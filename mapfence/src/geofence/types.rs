//! Geofence data types

use std::fmt;

use thiserror::Error;

use crate::coord::Coordinate;

/// Errors raised when constructing a geofence.
#[derive(Debug, Clone, PartialEq, Error)]
pub enum FenceError {
    /// Radius is negative or not a finite number
    #[error("Invalid geofence radius: {0} (must be a finite, non-negative number of meters)")]
    InvalidRadius(f64),
}

/// A circular region around a center coordinate.
#[derive(Debug, Clone, Copy, PartialEq)]
pub struct Geofence {
    /// Center of the circle
    pub center: Coordinate,
    /// Radius in meters
    pub radius_m: f64,
}

impl Geofence {
    /// Creates a geofence with the given radius in meters.
    pub fn new(center: Coordinate, radius_m: f64) -> Result<Self, FenceError> {
        if !radius_m.is_finite() || radius_m < 0.0 {
            return Err(FenceError::InvalidRadius(radius_m));
        }
        Ok(Self { center, radius_m })
    }

    /// Returns a copy of this fence moved to `center`, keeping the radius.
    pub fn moved_to(&self, center: Coordinate) -> Self {
        Self {
            center,
            radius_m: self.radius_m,
        }
    }

    /// Whether `position` lies within the radius (boundary inclusive).
    #[inline]
    pub fn contains(&self, position: &Coordinate) -> bool {
        self.center.distance_to(position) <= self.radius_m
    }
}

/// Membership of the tracked position relative to the geofence.
#[derive(Debug, Clone, Copy, PartialEq, Eq, Default)]
pub enum FenceStatus {
    /// No fence or no tracked position yet
    #[default]
    Unknown,
    /// Position is within the radius
    Inside,
    /// Position is beyond the radius
    Outside,
}

impl fmt::Display for FenceStatus {
    fn fmt(&self, f: &mut fmt::Formatter<'_>) -> fmt::Result {
        match self {
            FenceStatus::Unknown => write!(f, "Unknown"),
            FenceStatus::Inside => write!(f, "Inside"),
            FenceStatus::Outside => write!(f, "Outside"),
        }
    }
}

/// Direction of a membership change.
#[derive(Debug, Clone, Copy, PartialEq, Eq)]
pub enum FenceTransition {
    /// Outside to inside
    Entered,
    /// Inside to outside
    Exited,
}

impl fmt::Display for FenceTransition {
    fn fmt(&self, f: &mut fmt::Formatter<'_>) -> fmt::Result {
        match self {
            FenceTransition::Entered => write!(f, "Entered geofence"),
            FenceTransition::Exited => write!(f, "Exited geofence"),
        }
    }
}

/// Result of one geofence evaluation.
#[derive(Debug, Clone, Copy, PartialEq, Eq)]
pub struct FenceEvaluation {
    pub status: FenceStatus,
    /// Present only when membership changed from a known status
    pub transition: Option<FenceTransition>,
}

impl FenceEvaluation {
    pub(crate) fn unknown() -> Self {
        Self {
            status: FenceStatus::Unknown,
            transition: None,
        }
    }
}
· · · ·
Exercise: State how many lines of the records above hold the word "impl", adding nothing beyond the number.

Answer section: 4